Secrets in DuckDB
Table of Contents
It’s been a while since I’ve written a post and that bums me out. Some of my recent projects have been on the ambitious side which can make stopping to blog feel like a distraction
In my downtime I have received a couple emails from folks asking clarifying questions about some of my posts and that was really nice, so I’m going to try some snack-sized posts to get rolling again 😀
Background
One of the great features of DuckDB is the httpfs extension. This allows reading files from HTTP and reading / writing / globbing files from AWS S3
This is one of DuckDB’s secret (no pun intended, I swear!) weapons and enables us to run analytical workloads from data stored on S3 sort of like a mini (or maybe not so mini) data warehouse / data lake
Let’s run a query on S3 using DuckDB in Python 3.11
Tell me your secrets
AWS setup
If we’re going to pull data from S3 we’ll probably need some sort of authentication / authorization. In the case of AWS S3, we’ll use access keys generated by IAM
In the interest of minimizing distractions, I’ll leave as an exercise for the reader to prepare an S3 bucket, an IAM user, and generate access keys 😇
Handling of secrets is a whole topic in itself, so let’s just set them as environment variables so they aren’t in our code. We can set them in our shell with:
export ACCESS_KEY=<your access key>
export SECRET_KEY=<your secret key>
Python setup
First we’ll import:
logging
to logos
to read enviroment variablesduckdb
to query parquet files in S3
import logging
import os
import duckdb
First, let’s set the AWS region, bucket name, and parquet filename prefix:
s3_region = "<your aws region>"
# example bucket name and prefix:
# "s3://<your bucket name>/<your file prefix>.parquet"

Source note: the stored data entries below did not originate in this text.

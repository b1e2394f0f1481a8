// Copyright 2026, Jeroen van Erp <jeroen@geeko.me>
// SPDX-License-Identifier: Apache-2.0

//! Kubernetes reconcilers that react to watch events.

pub mod backoff;
pub mod sopssecret;
pub mod status;

pub use sopssecret::{reconcile_at, Context, SopsSecretReconciler};
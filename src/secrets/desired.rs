// Copyright 2026, Jeroen van Erp <jeroen@geeko.me>
// SPDX-License-Identifier: Apache-2.0

//! Desired body of the Secret generated from a SopsSecret

use crate::decrypt::Decryptor;
use crate::error::Result;
use crate::secrets::ownership::set_controller_reference;
use crate::types::SopsSecret;
use base64::{engine::general_purpose::STANDARD, Engine as _};
use k8s_openapi::api::core::v1::Secret;
use k8s_openapi::ByteString;
use std::collections::BTreeMap;
use tracing::{debug, instrument};

/// Decrypt every `stringData` entry of `source`.
///
/// Each value is stored as the base64 text of its plaintext. The API server
/// encodes `data` once more on the wire, so readers see it encoded twice.
/// Existing consumers depend on that layout.
#[instrument(skip(source, decryptor), fields(entries = source.spec.string_data.len()))]
pub async fn decrypt_data(
    source: &SopsSecret,
    decryptor: &dyn Decryptor,
) -> Result<BTreeMap<String, ByteString>> {
    let mut data = BTreeMap::new();
    for (name, ciphertext) in &source.spec.string_data {
        let plaintext = decryptor.decrypt(name, ciphertext).await?;
        data.insert(name.clone(), ByteString(STANDARD.encode(plaintext).into_bytes()));
    }
    debug!("Decrypted {} entries", data.len());
    Ok(data)
}

/// Labels or annotations for the Secret: the SopsSecret's own, overlaid with the
/// ones declared under `spec.metadata`
fn merged(
    own: Option<&BTreeMap<String, String>>,
    declared: &BTreeMap<String, String>,
) -> Option<BTreeMap<String, String>> {
    let mut out = own.cloned().unwrap_or_default();
    out.extend(declared.iter().map(|(k, v)| (k.clone(), v.clone())));
    if out.is_empty() {
        None
    } else {
        Some(out)
    }
}

/// Mutate `secret` into the body `source` asks for.
///
/// Nothing is written to `secret` unless every entry decrypts.
pub async fn build_secret(
    secret: &mut Secret,
    source: &SopsSecret,
    decryptor: &dyn Decryptor,
) -> Result<()> {
    let data = decrypt_data(source, decryptor).await?;

    let mut desired = secret.clone();
    desired.metadata.labels = merged(source.metadata.labels.as_ref(), &source.spec.metadata.labels);
    desired.metadata.annotations = merged(
        source.metadata.annotations.as_ref(),
        &source.spec.metadata.annotations,
    );
    // The API server drops an empty map, so None keeps repeat applies equal
    desired.data = if data.is_empty() { None } else { Some(data) };
    if let Some(type_) = source.spec.type_.as_ref().filter(|t| !t.is_empty()) {
        desired.type_ = Some(type_.clone());
    }
    set_controller_reference(&mut desired, source)?;

    *secret = desired;
    Ok(())
}
// Copyright 2026, Jeroen van Erp <jeroen@geeko.me>
// SPDX-License-Identifier: Apache-2.0

//! Writes the outcome of a reconcile back onto the SopsSecret

use crate::error::Result;
use crate::kubernetes::SecretStore;
use crate::types::{SopsSecret, SopsSecretStatus};
use kube::ResourceExt;
use tracing::{debug, instrument};

/// Replace the status of `source` with `status` and persist it.
///
/// Returns the updated object so callers can keep working with what was written.
#[instrument(skip(store, source, status), fields(sopssecret = %source.name_any(), status = %status.status))]
pub async fn record_status(
    store: &dyn SecretStore,
    source: &SopsSecret,
    status: SopsSecretStatus,
) -> Result<SopsSecret> {
    let mut updated = source.clone();
    updated.status = Some(status);
    store.update_status(&updated).await?;
    debug!("Recorded status");
    Ok(updated)
}
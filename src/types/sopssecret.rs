// Copyright 2026, Jeroen van Erp <jeroen@geeko.me>
// SPDX-License-Identifier: Apache-2.0
use chrono::{DateTime, Utc};
use k8s_openapi::apimachinery::pkg::apis::meta::v1::Time;
use kube::CustomResource;
use serde::{Deserialize, Serialize};
use std::collections::BTreeMap;
use std::fmt;

/// SopsSecret declares a Secret whose values are stored SOPS-encrypted.
#[derive(CustomResource, Serialize, Deserialize, Clone, Debug, Default, PartialEq, schemars::JsonSchema)]
#[kube(group = "craftypath.github.io", version = "v1alpha1", kind = "SopsSecret")]
#[kube(namespaced)]
#[kube(status = "SopsSecretStatus")]
#[kube(shortname = "sops", plural = "sopssecrets")]
#[serde(rename_all = "camelCase")]
pub struct SopsSecretSpec {
    /// Labels and annotations added to the generated Secret
    #[serde(default, skip_serializing_if = "SecretTemplateMeta::is_empty")]
    pub metadata: SecretTemplateMeta,
    /// Logical name to SOPS-encrypted content
    #[serde(default, skip_serializing_if = "BTreeMap::is_empty")]
    pub string_data: BTreeMap<String, String>,
    /// Type of the generated Secret; left untouched when empty
    #[serde(default, rename = "type", skip_serializing_if = "Option::is_none")]
    pub type_: Option<String>,
}

#[derive(Serialize, Deserialize, Clone, Debug, Default, PartialEq, schemars::JsonSchema)]
#[serde(rename_all = "camelCase")]
pub struct SecretTemplateMeta {
    #[serde(default, skip_serializing_if = "BTreeMap::is_empty")]
    pub annotations: BTreeMap<String, String>,
    #[serde(default, skip_serializing_if = "BTreeMap::is_empty")]
    pub labels: BTreeMap<String, String>,
}

impl SecretTemplateMeta {
    pub fn is_empty(&self) -> bool {
        self.annotations.is_empty() && self.labels.is_empty()
    }
}

/// Outcome of the most recent reconcile.
#[derive(Serialize, Deserialize, Clone, Copy, Debug, Default, PartialEq, Eq, schemars::JsonSchema)]
pub enum SyncStatus {
    #[default]
    #[serde(rename = "")]
    Unknown,
    Success,
    Failure,
}

impl fmt::Display for SyncStatus {
    fn fmt(&self, f: &mut fmt::Formatter<'_>) -> fmt::Result {
        match self {
            SyncStatus::Unknown => write!(f, ""),
            SyncStatus::Success => write!(f, "Success"),
            SyncStatus::Failure => write!(f, "Failure"),
        }
    }
}

/// Fallback reason so a Failure never carries an empty reason
const UNKNOWN_FAILURE_REASON: &str = "unknown error";

/// Written wholesale on every reconcile. All fields are always serialized so a
/// merge patch replaces stale values.
#[derive(Serialize, Deserialize, Clone, Debug, Default, PartialEq, schemars::JsonSchema)]
#[serde(rename_all = "camelCase")]
pub struct SopsSecretStatus {
    #[serde(default)]
    pub last_update: Option<Time>,
    #[serde(default)]
    pub reason: String,
    #[serde(default)]
    pub status: SyncStatus,
}

impl SopsSecretStatus {
    pub fn success(now: DateTime<Utc>) -> Self {
        Self {
            last_update: Some(Time(now)),
            reason: String::new(),
            status: SyncStatus::Success,
        }
    }

    pub fn failure(now: DateTime<Utc>, reason: impl Into<String>) -> Self {
        let reason = reason.into();
        let reason = if reason.is_empty() {
            UNKNOWN_FAILURE_REASON.to_string()
        } else {
            reason
        };
        Self {
            last_update: Some(Time(now)),
            reason,
            status: SyncStatus::Failure,
        }
    }

    pub fn last_update(&self) -> Option<DateTime<Utc>> {
        self.last_update.as_ref().map(|t| t.0)
    }
}
// Copyright 2026, Jeroen van Erp <jeroen@geeko.me>
// SPDX-License-Identifier: Apache-2.0
use anyhow::{Context, Result};
use std::env;

/// Operator configuration loaded from environment variables
#[derive(Debug, Clone)]
pub struct Config {
    /// Namespace to watch; `None` watches the whole cluster
    pub watch_namespace: Option<String>,
    /// Path or name of the sops executable
    pub sops_binary: String,
    /// Block startup until the SopsSecret CRD is served
    pub wait_for_crd: bool,
}

impl Config {
    /// Load configuration from environment variables
    pub fn from_env() -> Result<Self> {
        Self::from_lookup(|key| env::var(key).ok())
    }

    fn from_lookup(lookup: impl Fn(&str) -> Option<String>) -> Result<Self> {
        let watch_namespace = lookup("WATCH_NAMESPACE").filter(|ns| !ns.trim().is_empty());
        let sops_binary = lookup("SOPS_BINARY")
            .filter(|b| !b.trim().is_empty())
            .unwrap_or_else(|| "sops".to_string());
        let wait_for_crd = match lookup("CRD_WAIT") {
            Some(v) => v
                .trim()
                .parse()
                .with_context(|| format!("CRD_WAIT must be true or false, got {:?}", v))?,
            None => true,
        };

        Ok(Config {
            watch_namespace,
            sops_binary,
            wait_for_crd,
        })
    }
}

impl Default for Config {
    fn default() -> Self {
        Config {
            watch_namespace: None,
            sops_binary: "sops".to_string(),
            wait_for_crd: true,
        }
    }
}
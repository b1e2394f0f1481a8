// Copyright 2026, Jeroen van Erp <jeroen@geeko.me>
// SPDX-License-Identifier: Apache-2.0

//! Decryption through the `sops` executable, fed over stdin.

use crate::decrypt::Decryptor;
use crate::error::{Error, Result};
use async_trait::async_trait;
use std::path::Path;
use std::process::Stdio;
use tokio::io::AsyncWriteExt;
use tokio::process::Command;
use tracing::{debug, instrument, warn};

const MAX_STDERR_LEN: usize = 500;

/// Shells out to sops. Ciphertext and plaintext never touch the disk.
#[derive(Debug, Clone)]
pub struct SopsDecryptor {
    binary: String,
}

impl SopsDecryptor {
    pub fn new(binary: impl Into<String>) -> Self {
        Self {
            binary: binary.into(),
        }
    }
}

impl Default for SopsDecryptor {
    fn default() -> Self {
        Self::new("sops")
    }
}

#[async_trait]
impl Decryptor for SopsDecryptor {
    #[instrument(skip(self, ciphertext))]
    async fn decrypt(&self, name: &str, ciphertext: &str) -> Result<Vec<u8>> {
        let format = format_for_name(name);
        debug!("Decrypting {} as {}", name, format);

        let mut child = Command::new(&self.binary)
            .arg("--decrypt")
            .arg("--input-type")
            .arg(format)
            .arg("--output-type")
            .arg(format)
            .arg("/dev/stdin")
            .stdin(Stdio::piped())
            .stdout(Stdio::piped())
            .stderr(Stdio::piped())
            .kill_on_drop(true)
            .spawn()
            .map_err(|e| decryption_error(name, format!("failed to run {}: {}", self.binary, e)))?;

        if let Some(mut stdin) = child.stdin.take() {
            stdin
                .write_all(ciphertext.as_bytes())
                .await
                .map_err(|e| decryption_error(name, format!("failed to write to sops: {}", e)))?;
            stdin
                .shutdown()
                .await
                .map_err(|e| decryption_error(name, format!("failed to close sops stdin: {}", e)))?;
        }

        let output = child
            .wait_with_output()
            .await
            .map_err(|e| decryption_error(name, format!("failed to wait for sops: {}", e)))?;

        if output.status.success() {
            return Ok(output.stdout);
        }

        let stderr = String::from_utf8_lossy(&output.stderr);
        warn!("sops exited with {:?} for {}", output.status.code(), name);
        Err(decryption_error(
            name,
            format!(
                "sops exited with {:?}: {}",
                output.status.code(),
                truncate(stderr.trim(), MAX_STDERR_LEN)
            ),
        ))
    }
}

/// Pick the sops store format from the logical name's extension
pub fn format_for_name(name: &str) -> &'static str {
    match Path::new(name).extension().and_then(|e| e.to_str()) {
        Some("yaml") | Some("yml") => "yaml",
        Some("json") => "json",
        Some("env") => "dotenv",
        Some("ini") => "ini",
        _ => "binary",
    }
}

fn decryption_error(name: &str, message: String) -> Error {
    Error::Decryption {
        name: name.to_string(),
        message,
    }
}

fn truncate(s: &str, max: usize) -> String {
    if s.len() <= max {
        return s.to_string();
    }
    let mut end = max;
    while !s.is_char_boundary(end) {
        end -= 1;
    }
    format!("{}... (truncated)", &s[..end])
}
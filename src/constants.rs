// Copyright 2026, Jeroen van Erp <jeroen@geeko.me>
// SPDX-License-Identifier: Apache-2.0

/// The operator name used as event reporter
pub const OPERATOR_NAME: &str = "sops-operator";

/// SopsSecret API coordinates
pub mod api {
    pub const GROUP: &str = "craftypath.github.io";
    pub const VERSION: &str = "v1alpha1";
    pub const KIND: &str = "SopsSecret";
}

/// Kubernetes event reasons and actions
pub mod events {
    pub const REASON_PROCESSING_ERROR: &str = "ProcessingError";
    pub const ACTION_RECONCILE: &str = "Reconcile";
    pub const ACTION_UPDATE_STATUS: &str = "UpdateStatus";
    pub const MSG_STATUS_UPDATE_FAILED: &str = "Unable to update status";
}

/// CRD polling configuration
pub mod crd {
    /// Initial polling interval in seconds when waiting for CRD
    pub const POLL_INTERVAL_SECS: u64 = 10;
    /// Maximum polling interval in seconds (exponential backoff cap)
    pub const POLL_MAX_INTERVAL_SECS: u64 = 60;
}
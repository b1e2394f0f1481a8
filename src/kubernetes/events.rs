// Copyright 2026, Jeroen van Erp <jeroen@geeko.me>
// SPDX-License-Identifier: Apache-2.0

//! Kubernetes Events raised against SopsSecrets

use crate::constants::OPERATOR_NAME;
use crate::types::SopsSecret;
use async_trait::async_trait;
use kube::{
    runtime::events::{Event, EventType, Recorder, Reporter},
    Client, Resource, ResourceExt,
};
use tracing::warn;

#[derive(Debug, Clone, Copy, PartialEq, Eq)]
pub enum Severity {
    Normal,
    Warning,
}

impl From<Severity> for EventType {
    fn from(severity: Severity) -> Self {
        match severity {
            Severity::Normal => EventType::Normal,
            Severity::Warning => EventType::Warning,
        }
    }
}

/// Fire-and-forget sink for user-visible events
#[async_trait]
pub trait EventPublisher: Send + Sync {
    async fn publish(
        &self,
        source: &SopsSecret,
        severity: Severity,
        reason: &str,
        action: &str,
        message: &str,
    );
}

/// Publishes through the events.k8s.io API
pub struct KubeEventPublisher {
    recorder: Recorder,
}

impl KubeEventPublisher {
    pub fn new(client: Client) -> Self {
        let reporter = Reporter {
            controller: OPERATOR_NAME.to_string(),
            instance: std::env::var("POD_NAME").ok(),
        };
        Self {
            recorder: Recorder::new(client, reporter),
        }
    }
}

#[async_trait]
impl EventPublisher for KubeEventPublisher {
    async fn publish(
        &self,
        source: &SopsSecret,
        severity: Severity,
        reason: &str,
        action: &str,
        message: &str,
    ) {
        let event = Event {
            type_: severity.into(),
            reason: reason.to_string(),
            note: Some(message.to_string()),
            action: action.to_string(),
            secondary: None,
        };

        if let Err(e) = self.recorder.publish(&event, &source.object_ref(&())).await {
            warn!(
                "Failed to publish {} event for SopsSecret {}/{}: {}",
                reason,
                source.namespace().unwrap_or_default(),
                source.name_any(),
                e
            );
        }
    }
}

/// Drops every event
pub struct NoopEventPublisher;

#[async_trait]
impl EventPublisher for NoopEventPublisher {
    async fn publish(&self, _: &SopsSecret, _: Severity, _: &str, _: &str, _: &str) {}
}

/// Uppercase the first character, leaving the rest untouched
pub fn capitalize_first(s: &str) -> String {
    let mut chars = s.chars();
    match chars.next() {
        Some(first) => first.to_uppercase().chain(chars).collect(),
        None => String::new(),
    }
}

s3_bucket = "<your bucket name>"
s3_prefix = "<your file prefix>"
Let’s add a logger with some boilerplate I’ve been using recently:
logger = logging.getLogger(__name__)
logging.basicConfig(
format="%(asctime)s %(levelname)-8s %(message)s",
level=logging.DEBUG,
datefmt="%Y-%m-%d %H:%M:%S",
)
We can test it by adding a welcome message:
logger.info(f"Welcome to the DuckDB secrets demo")
Let’s pull in the ACCESS_KEY
and SECRET_KEY
environment variables to store as Python variables. We’ll check to see if either variable is None
which tells us the variable was not set, in which case we exit the script with: exit(1)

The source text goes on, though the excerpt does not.